By Wall Street Journal Thursday, 26 Mar 2015 17:00

Skiing is taking off in a big way in China. Beijing sees the sport as part of its “China dream,” while entrepreneurs from the country’s ultracompetitive business world are rapidly embracing the thrill of life on the edge.

China is looking to the Olympics to validate its status as a winter sports center. This week, the International Olympic Committee carried out a five-day inspection of Beijing and nearby Zhangjiakou as part of China’s bid to host the 2022 Winter Olympics.

Under the proposal, Beijing would host the ice sports while the snow sports would take place 160 kilometers to the northwest in Zhangjiakou. It is competing for the bid with Almaty, Kazakhstan.

Winter sports are still a luxury in China, where only about 10 million people, or 1% of the population, ski, according to the China Ski Association. But the country wants to use the excitement of the Winter Games to get 300 million people out on the slopes in the next few years.

Winning the Olympic bid would bring lots of national pride — making the Chinese capital the first city to host both the summer and winter games. Investment has already poured into Zhangjiakou, one of the country’s poorest cities. Malaysia’s Genting Bhd. built China’s largest ski resort there, with 87 runs and lots of apartments.

In a country where speed is highly valued, skiing has replaced golf as the new obsession for wealthy Chinese. Many Internet entrepreneurs are ski enthusiasts, including Lei Jun, founder of smartphone maker Xiaomi Inc., Robin Li, founder of Chinese search engine Baidu, and Gary Wang, founder of online video site Tudou.com and Light Chaser Animation Studios.

“Skiing is about overcoming your fear and enjoying the fun,” said Sheng Fu, chief executive of Cheetah Mobile Inc., a Beijing-based mobile browser and security company. “I love it because you have to overcome human instinct—the more scared you are, the more you should lean forward.”

Mr. Fu’s first ski trip was last year, when Xiaomi’s Mr. Lei, who is also chairman of Cheetah, took him and a few other businessmen to Lake Tahoe in California. Mr. Fu said he was proud to be praised as a fast learner by Mr. Lei, who he says is an excellent skier. Since then, Mr. Fu has skied in Hokkaido, Japan, and near Beijing. He’s encouraging his staffers to ski as well. He installed ski racks on the roofs of the BMW SUVs he gave to top-performing employees this year.
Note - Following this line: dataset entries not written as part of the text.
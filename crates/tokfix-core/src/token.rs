//! Token types shared by the lexer and the fixers

/// Kind of paired delimiter
#[derive(Debug, Clone, Copy, PartialEq, Eq, Hash)]
pub enum BlockType {
    /// `{` ... `}`
    Brace,
    /// `(` ... `)`
    Paren,
    /// `[` ... `]`
    Bracket,
    /// `#[` ... `]`
    Attribute,
}

/// Token classification
///
/// The kind is fixed when the lexer produces the token; fixers only ever
/// rewrite the text.
#[derive(Debug, Clone, Copy, PartialEq, Eq, Hash)]
pub enum TokenKind {
    /// Anything outside of `<?php ... ?>`
    InlineHtml,
    /// `<?php`, including one trailing whitespace character
    OpenTag,
    /// `<?=`
    OpenTagWithEcho,
    /// `?>`, including one trailing newline
    CloseTag,
    /// Spaces, tabs and line breaks
    Whitespace,
    /// `//`, `#` or `/* */` comment
    Comment,
    /// `/** */` comment
    DocComment,
    /// `$name`
    Variable,
    /// Keywords, names and qualified names
    Identifier,
    /// `use` starting an import statement
    UseImport,
    /// `use` inside a class-like body
    UseTrait,
    /// `use` of a closure binding its variables
    UseLambda,
    /// Quoted or backtick string
    StringLiteral,
    /// Heredoc or nowdoc, label to label
    Heredoc,
    /// Integer or float literal
    Number,
    /// `;`
    Semicolon,
    /// Opening block delimiter
    Open(BlockType),
    /// Closing block delimiter
    Close(BlockType),
    /// Operators and any other punctuation
    Punct,
}

/// A single lexical unit with a fixed kind and mutable text
#[derive(Debug, Clone, PartialEq, Eq)]
pub struct Token {
    kind: TokenKind,
    text: String,
}

impl Token {
    pub fn new(kind: TokenKind, text: impl Into<String>) -> Self {
        Self {
            kind,
            text: text.into(),
        }
    }

    pub fn kind(&self) -> TokenKind {
        self.kind
    }

    pub fn text(&self) -> &str {
        &self.text
    }

    /// Replace the text, returning `true` if it actually changed
    pub fn set_text(&mut self, text: impl Into<String>) -> bool {
        let text = text.into();
        if text == self.text {
            return false;
        }
        self.text = text;
        true
    }

    pub fn is_whitespace(&self) -> bool {
        self.kind == TokenKind::Whitespace
    }

    /// Any comment, doc comments included
    pub fn is_comment(&self) -> bool {
        matches!(self.kind, TokenKind::Comment | TokenKind::DocComment)
    }

    /// Whitespace token that breaks the line
    pub fn has_newline(&self) -> bool {
        self.is_whitespace() && self.text.bytes().any(|b| b == b'\n' || b == b'\r')
    }
}

#[cfg(test)]
mod tests {
    use super::*;

    #[test]
    fn test_set_text_reports_change() {
        let mut token = Token::new(TokenKind::Whitespace, "\n");
        assert!(!token.set_text("\n"));
        assert!(token.set_text("\n    "));
        assert_eq!(token.text(), "\n    ");
    }

    #[test]
    fn test_has_newline_only_for_whitespace() {
        assert!(Token::new(TokenKind::Whitespace, " \n ").has_newline());
        assert!(Token::new(TokenKind::Whitespace, "\r").has_newline());
        assert!(!Token::new(TokenKind::Whitespace, "    ").has_newline());
        assert!(!Token::new(TokenKind::Comment, "/*\n*/").has_newline());
    }
}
Every winter, Chinese entrepreneurs gather in Yabuli, a ski resort in northeastern Heilongjiang province, for the China Entrepreneurs conference. Until recently, the only people who ventured onto the slopes were U.S.-educated businessmen such as Tudou’s Mr. Wang, Wu Ying, co-founder of U.S. telecom infrastructure provider UT Starcom Inc., and Li Yifei, China chair for hedge fund Man Group. Most other entrepreneurs remained huddled indoors.
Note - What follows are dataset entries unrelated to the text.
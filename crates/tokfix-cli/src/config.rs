//! Configuration file support for tokfix
//!
//! Loads `.tokfix.toml` from current directory or parent directories.

use anyhow::{bail, Context, Result};
use serde::Deserialize;
use std::collections::HashSet;
use std::path::{Path, PathBuf};

use tokfix_fixer::Preset;

pub const CONFIG_FILE_NAME: &str = ".tokfix.toml";

/// Configuration file structure
#[derive(Debug, Default, Deserialize)]
#[serde(default)]
pub struct Config {
    pub rules: RulesConfig,
    pub paths: PathsConfig,
    pub output: OutputConfig,
}

#[derive(Debug, Default, Deserialize)]
#[serde(default)]
pub struct RulesConfig {
    /// Preset to use (psr2, symfony)
    pub preset: Option<String>,
    /// If set, only these rules will run (overrides preset)
    pub enabled: Option<Vec<String>>,
    /// Rules to exclude (applied after enabled/preset)
    pub disabled: Vec<String>,
}

#[derive(Debug, Deserialize)]
#[serde(default)]
pub struct PathsConfig {
    /// Glob patterns to exclude from processing
    pub exclude: Vec<String>,
    /// File extensions picked up when walking directories
    pub extensions: Vec<String>,
}

impl Default for PathsConfig {
    fn default() -> Self {
        Self {
            exclude: Vec::new(),
            extensions: vec!["php".to_string()],
        }
    }
}

#[derive(Debug, Default, Deserialize)]
#[serde(default)]
pub struct OutputConfig {
    /// Output format: "text", "json" or "diff"
    pub format: Option<String>,
}

impl Config {
    /// Load config from `.tokfix.toml` searching from current directory upward
    pub fn load() -> Result<Option<(Config, PathBuf)>> {
        Self::load_from(std::env::current_dir()?)
    }

    /// Load config searching from the given directory upward
    pub fn load_from(start_dir: PathBuf) -> Result<Option<(Config, PathBuf)>> {
        let mut current = Some(start_dir.as_path());

        while let Some(dir) = current {
            let config_path = dir.join(CONFIG_FILE_NAME);
            if config_path.exists() {
                let config = Self::load_path(&config_path)?;
                return Ok(Some((config, config_path)));
            }
            current = dir.parent();
        }

        Ok(None)
    }

    /// Load config from a specific path
    pub fn load_path(path: &Path) -> Result<Config> {
        let contents = std::fs::read_to_string(path)
            .with_context(|| format!("Failed to read {}", path.display()))?;
        let config: Config = toml::from_str(&contents)
            .with_context(|| format!("Failed to parse {}", path.display()))?;
        Ok(config)
    }

    /// Compute the effective set of enabled rules
    ///
    /// Precedence: `--rule` flags, then a preset (CLI before config), then
    /// `[rules] enabled`, then every rule. `[rules] disabled` applies to all
    /// but explicit `--rule` flags.
    pub fn effective_rules(
        &self,
        all_rules: &[&str],
        cli_rules: &[String],
        cli_preset: Option<&str>,
    ) -> Result<HashSet<String>> {
        // CLI rules override config completely
        if !cli_rules.is_empty() {
            return Ok(cli_rules.iter().cloned().collect());
        }

        let preset = cli_preset.or(self.rules.preset.as_deref());

        let mut rules: HashSet<String> = if let Some(name) = preset {
            let Some(preset) = Preset::from_str(name) else {
                bail!("Unknown preset '{}'. Valid options: psr2, symfony", name);
            };
            preset.rules().iter().map(|s| s.to_string()).collect()
        } else {
            match &self.rules.enabled {
                Some(enabled) => enabled.iter().cloned().collect(),
                None => all_rules.iter().map(|s| s.to_string()).collect(),
            }
        };

        // Remove disabled rules
        for disabled in &self.rules.disabled {
            rules.remove(disabled);
        }

        Ok(rules)
    }

    /// Whether a file found while walking a directory should be processed
    pub fn has_php_extension(&self, path: &Path) -> bool {
        path.extension()
            .and_then(|ext| ext.to_str())
            .is_some_and(|ext| self.paths.extensions.iter().any(|e| e.eq_ignore_ascii_case(ext)))
    }

    /// Check if a path should be excluded based on config patterns
    pub fn should_exclude(&self, path: &Path) -> bool {
        let path_str = path.to_string_lossy();

        for pattern in &self.paths.exclude {
            // Try glob matching
            if let Ok(glob_pattern) = glob::Pattern::new(pattern) {
                if glob_pattern.matches(&path_str) {
                    return true;
                }
                // Also try matching against just the file/dir name
                if let Some(file_name) = path.file_name() {
                    if glob_pattern.matches(&file_name.to_string_lossy()) {
                        return true;
                    }
                }
            }

            // Directory patterns match any path component
            if pattern.ends_with('/') {
                let dir_pattern = pattern.trim_end_matches('/');
                if path_str.contains(&format!("/{}/", dir_pattern))
                    || path_str.starts_with(&format!("{}/", dir_pattern))
                {
                    return true;
                }
            }
        }

        false
    }
}
//! End-to-end tests for the built-in fixers
//!
//! Each test tokenizes a complete PHP file, runs fixers through the public
//! API and checks the rendered output.

use tokfix_core::{TokenKind, Tokens};
use tokfix_fixer::fixers::imports::RemoveLinesBetweenUsesFixer;
use tokfix_fixer::fixers::whitespace::IndentationFixer;
use tokfix_fixer::{Fixer, FixerRegistry};

fn apply(fixer: &dyn Fixer, source: &str) -> String {
    let mut tokens = Tokens::from_code(source).unwrap();
    fixer.fix(&mut tokens);
    tokens.generate_code()
}

const MESSY: &str = "<?php\n\nnamespace App;\n\nuse A;\n\n\nuse B;\n\nclass C\n{\n\tpublic function f($x)\n  {\n\t\tif ($x) { return [1, 2]; }\n\n\t\treturn foo(\n\t\t\t$x,\n\t\t\t2\n\t\t);\n\t}\n}\n";

#[test]
fn test_indentation_is_idempotent() {
    let once = apply(&IndentationFixer, MESSY);
    let twice = apply(&IndentationFixer, &once);
    assert_eq!(once, twice);

    let mut tokens = Tokens::from_code(&once).unwrap();
    IndentationFixer.fix(&mut tokens);
    assert!(!tokens.is_changed());
}

#[test]
fn test_indentation_removes_indentation_tabs() {
    let inputs = [
        MESSY,
        "<?php\n\t\t$a = 1;\n",
        "<?php\nif ($a) {\n \t/*\n\t * note\n\t\t */\n\tfoo();\n}\n",
        "<?php\nif ($a) {\n\t/**\n\t * Doc\n\t */\n\tfoo();\n}\n",
    ];

    for input in inputs {
        let mut tokens = Tokens::from_code(input).unwrap();
        IndentationFixer.fix(&mut tokens);

        for token in &tokens {
            if token.is_whitespace() || token.is_comment() {
                assert!(
                    !token.text().contains('\t'),
                    "tab left in {:?} for input {:?}",
                    token.text(),
                    input
                );
            }
        }
    }
}

#[test]
fn test_indentation_canonical_nesting() {
    let source = "<?php\n\nif ($a) {\n  $b = [1, 2];\n      foo($b);\n}\n  $c = 1;\n";
    let expected = "<?php\n\nif ($a) {\n    $b = [1, 2];\n    foo($b);\n}\n$c = 1;\n";
    assert_eq!(apply(&IndentationFixer, source), expected);
}

#[test]
fn test_indentation_full_file() {
    let expected = "<?php\n\nnamespace App;\n\nuse A;\n\n\nuse B;\n\nclass C\n{\n    public function f($x)\n    {\n        if ($x) { return [1, 2]; }\n\n        return foo(\n            $x,\n            2\n        );\n    }\n}\n";
    assert_eq!(apply(&IndentationFixer, MESSY), expected);
}

#[test]
fn test_doc_comment_realigned_at_depth_two() {
    let source = "<?php\n\nclass A\n{\n    public function f()\n    {\n/**\n* Doc\n   *   more\n\t*/\n        $a = 1;\n    }\n}\n";
    let expected = "<?php\n\nclass A\n{\n    public function f()\n    {\n        /**\n         * Doc\n         *   more\n         */\n        $a = 1;\n    }\n}\n";

    let fixed = apply(&IndentationFixer, source);
    assert_eq!(fixed, expected);

    let doc_lines: Vec<_> = fixed
        .lines()
        .skip_while(|line| !line.trim_start().starts_with("/**"))
        .skip(1)
        .take(3)
        .collect();
    for line in doc_lines {
        assert!(line.starts_with("         *"), "misaligned line {:?}", line);
    }
}

#[test]
fn test_import_group_compacted() {
    let source = "<?php\n\nnamespace App;\n\nuse A;\n\n\nuse B;\n\nuse C;\n\nclass D\n{\n}\n";
    let expected = "<?php\n\nnamespace App;\n\nuse A;\nuse B;\nuse C;\n\nclass D\n{\n}\n";
    assert_eq!(apply(&RemoveLinesBetweenUsesFixer, source), expected);
}

#[test]
fn test_import_group_boundary() {
    let source = "<?php\n\nuse A;\n\n$x = 1;\n\nuse B;\n";
    assert_eq!(apply(&RemoveLinesBetweenUsesFixer, source), source);
}

#[test]
fn test_untouched_tokens_round_trip() {
    let source = "<?php\n\n$a   =  'x\ty';\n\tfoo( $a ); # keep\t\n$s = <<<EOT\n\tbody\nEOT;\n";
    let original = Tokens::from_code(source).unwrap();

    let mut tokens = original.clone();
    IndentationFixer.fix(&mut tokens);
    RemoveLinesBetweenUsesFixer.fix(&mut tokens);

    assert_eq!(tokens.len(), original.len());
    for (before, after) in original.iter().zip(tokens.iter()) {
        assert_eq!(before.kind(), after.kind());
        if !matches!(before.kind(), TokenKind::Whitespace | TokenKind::DocComment) {
            assert_eq!(before.text(), after.text());
        }
    }

    assert_eq!(
        tokens.generate_code(),
        "<?php\n\n$a   =  'x\ty';\nfoo( $a ); # keep\t\n$s = <<<EOT\n\tbody\nEOT;\n"
    );
}

#[test]
fn test_registry_runs_fixers_in_priority_order() {
    let indentation = IndentationFixer;
    let imports = RemoveLinesBetweenUsesFixer;
    assert!(indentation.priority() > imports.priority());
    assert!(imports.priority() < 0);

    let registry = FixerRegistry::new();
    let result = registry.fix_all(MESSY).unwrap();

    assert_eq!(result.applied, vec!["indentation", "remove_lines_between_uses"]);
    assert!(result.source.contains("use A;\nuse B;\n\nclass C\n{\n    public function f($x)\n"));
}

#[test]
fn test_open_tag_with_stray_spaces_indents_whole_file() {
    // The open tag takes one space; any space left in the following
    // whitespace raises the base depth
    let source = "<?php  \n$a = 1;\n";
    assert_eq!(apply(&IndentationFixer, source), "<?php \n    $a = 1;\n    ");
}

#[test]
fn test_open_tag_with_single_space_keeps_depth() {
    let source = "<?php \n$a = 1;\n";
    assert_eq!(apply(&IndentationFixer, source), source);
}
//! tokfix-core: Token stream abstractions for tokfix
//!
//! This crate provides:
//! - `Token` / `TokenKind`: a lexical unit with a fixed kind and mutable text
//! - `Lexer`: a lossless PHP tokenizer
//! - `Tokens`: the token sequence fixers rewrite in place, with the
//!   delimiter-matching and lookahead queries they need

mod lexer;
mod token;
mod tokens;

pub use lexer::{Lexer, TokenizeError};
pub use token::{BlockType, Token, TokenKind};
pub use tokens::Tokens;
But that has changed, as more people adopt a healthier, outdoor-focused lifestyle. Guo Guangchang, the founder of Chinese conglomerate Fosun Group, has long enjoyed tai chi, the slow-moving form of Chinese martial arts that stresses balance. Recently, he has also picked up skiing. Although he was limping after hitting the slopes at Yabuli, he said during a session at the conference that he enjoyed it.

“Skiing is risky, but running a business is even riskier,” said Mr. Guo.

Resorts in China have just had their best ski season ever. Attendance at Wanda Changbaishan Resort in northern Jilin province jumped to 240,000 this year from 150,000 last year for the season. During the peak Lunar New Year holiday week, demand was so high that ski rentals were limited to only half a day so others could have a chance to rent the gear.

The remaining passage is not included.